Apesar de todas as questões legais que envolvem o vínculo do pastor com a igreja, que tipo de orientação ou conselho você daria para os nossos leitores no sentido de dar ao seu pastor um tratamento ético, justo e digno, que vá além daquilo que é somente obrigatório de lei, mas também gracioso diante de Deus?
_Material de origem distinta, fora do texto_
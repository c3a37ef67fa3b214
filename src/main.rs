mod api;
mod archive;
mod cache;
mod config;
mod error;
mod models;
mod overlap;
mod streaming;
mod svdrp;
mod vdr;

use axum::{
    extract::{Request, State},
    http::{HeaderName, HeaderValue},
    middleware::{self, Next},
    response::{IntoResponse, Json},
    routing::{delete, get, post, put},
    Router,
};
use std::sync::Arc;
use std::time::Duration;
use tokio_util::sync::CancellationToken;
use tower_http::cors::CorsLayer;
use tracing::{info, warn};
use tracing_subscriber::EnvFilter;

use crate::archive::ArchiveManager;
use crate::streaming::StreamManager;
use crate::svdrp::{SvdrpClient, VdrBackend};
use crate::vdr::VdrService;

// ─── AppState ───────────────────────────────────────────────────────────────

pub struct AppState {
    pub config: config::Config,
    pub vdr: Arc<VdrService>,
    pub streams: Arc<StreamManager>,
    pub archive: Arc<ArchiveManager>,
}

// ─── Health endpoint ────────────────────────────────────────────────────────

async fn health_handler(State(state): State<Arc<AppState>>) -> impl IntoResponse {
    let svdrp_connected = state.vdr.backend_alive().await;

    Json(serde_json::json!({
        "status": "ok",
        "version": env!("CARGO_PKG_VERSION"),
        "svdrp_connected": svdrp_connected,
        "streams_active": state.streams.active_streams(),
        "archive_jobs_active": state.archive.active_count(),
        "archive_jobs_total": state.archive.job_count(),
    }))
}

// ─── Version header middleware ──────────────────────────────────────────────

async fn version_header_middleware(request: Request, next: Next) -> impl IntoResponse {
    let mut response = next.run(request).await;
    response.headers_mut().insert(
        HeaderName::from_static("x-vdrweb-version"),
        HeaderValue::from_static(env!("CARGO_PKG_VERSION")),
    );
    response
}

// ─── Entry point ────────────────────────────────────────────────────────────

#[tokio::main]
async fn main() {
    let log_level = std::env::var("VDRWEB_LOG_LEVEL").unwrap_or_else(|_| "info".to_string());

    tracing_subscriber::fmt()
        .with_env_filter(
            EnvFilter::try_from_default_env().unwrap_or_else(|_| EnvFilter::new(&log_level)),
        )
        .init();

    let cfg = config::Config::from_env();

    // ── Core subsystems ─────────────────────────────────────────────────
    let backend: Arc<dyn VdrBackend> = Arc::new(SvdrpClient::new(
        cfg.svdrp_host.clone(),
        cfg.svdrp_port,
        cfg.svdrp_timeout,
    ));
    let vdr = Arc::new(VdrService::new(backend, &cfg));
    let streams = Arc::new(StreamManager::new(&cfg));
    let archive = Arc::new(ArchiveManager::new(&cfg));

    // Background sweeper: reaps streams nobody has watched for a while.
    let shutdown = CancellationToken::new();
    streams.spawn_sweeper(shutdown.clone());

    let bind_addr = cfg.bind_addr.clone();
    let state = Arc::new(AppState {
        config: cfg,
        vdr,
        streams,
        archive,
    });

    // A dead backend is worth knowing about at startup, but the service
    // still comes up — pages degrade until VDR is reachable again.
    if !state.vdr.backend_alive().await {
        warn!(
            "SVDRP backend at {}:{} is not reachable yet",
            state.config.svdrp_host, state.config.svdrp_port
        );
    }

    // ── Build router ────────────────────────────────────────────────────

    let app = Router::new()
        // Health (no auth required)
        .route("/health", get(health_handler))
        // Channels
        .route("/api/channels", get(api::channels))
        .route(
            "/api/channels/current",
            get(api::current_channel).post(api::set_channel),
        )
        // EPG
        .route("/api/epg", get(api::epg))
        .route("/api/epg/now", get(api::epg_now))
        .route("/api/epg/search", post(api::epg_search))
        // Timers
        .route("/api/timers", get(api::timers).post(api::create_timer))
        .route(
            "/api/timers/:id",
            put(api::update_timer).delete(api::delete_timer),
        )
        .route("/api/timers/:id/toggle", post(api::toggle_timer))
        .route("/api/timers/from-event", post(api::timer_from_event))
        // Recordings
        .route("/api/recordings", get(api::recordings))
        .route("/api/recordings/:id", delete(api::delete_recording))
        // Remote control & cache
        .route("/api/remote/:key", post(api::remote_key))
        .route("/api/cache/invalidate", post(api::invalidate_cache))
        // Live streaming
        .route(
            "/watch/stream/:channel/index.m3u8",
            get(streaming::playlist_handler),
        )
        .route(
            "/watch/stream/:channel/:segment",
            get(streaming::segment_handler),
        )
        // Archive jobs
        .route("/recordings/archive/start", post(archive::start_handler))
        .route("/recordings/archive/job/poll", get(archive::poll_handler))
        .route(
            "/recordings/archive/job/cancel",
            post(archive::cancel_handler),
        )
        .route("/recordings/archive/jobs", get(archive::jobs_handler))
        // Middleware
        .layer(middleware::from_fn(version_header_middleware))
        .layer(CorsLayer::permissive())
        .with_state(state.clone());

    // ── Serve ───────────────────────────────────────────────────────────

    info!("vdrweb listening on http://{bind_addr}");
    let listener = tokio::net::TcpListener::bind(&bind_addr)
        .await
        .expect("invalid bind address");

    axum::serve(listener, app)
        .with_graceful_shutdown(shutdown_signal())
        .await
        .unwrap();

    // ── Teardown ────────────────────────────────────────────────────────
    info!("shutting down");
    shutdown.cancel();
    state.streams.stop_all();
    state.vdr.shutdown().await;
    // Give the stream waiters a moment to collect their children.
    tokio::time::sleep(Duration::from_millis(200)).await;
}

async fn shutdown_signal() {
    let _ = tokio::signal::ctrl_c().await;
}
Valdo - Eu faria uma observação aos pastores. Quem tem como dever de ofício ensinar a Bíblia são eles. Eles são os operários dela, logo, é de responsabilidade deles tratar com a igreja dos temas oferecidos pela Palavra de Deus. É a Bíblia que ensina sobre justiça, dignidade, ética. É a Bíblia que trata das relações humanas, é ela que deve ser seguida e o pastor não pode deixar de ver que ele também é o destinatário dos ensinos bíblicos. A igreja aprenderá a partir da vida do pastor. Como ele trata os seus membros? É cuidadoso, é zeloso, é justo, é digno? Como ele trata os funcionários da igreja? Trata com descaso? Quer obter vantagens deles? Não os reconhece? Ele aplica a Bíblia a sua vida? Reconhece o esforço da sua igreja? Tudo isso, visto na vida do pastor, servirá como ensino para a vida dos membros de sua igreja. A dignidade virá para ele na medida em que tratar os outros também com dignidade. É só ensinar a Bíblia a sua igreja e viver os ensinos da Bíblia, que os membros de sua igreja saberão tratá-lo dignamente. Caso ele assim não proceda, isso não justifica que os membros da igreja não atendam aos princípios bíblicos.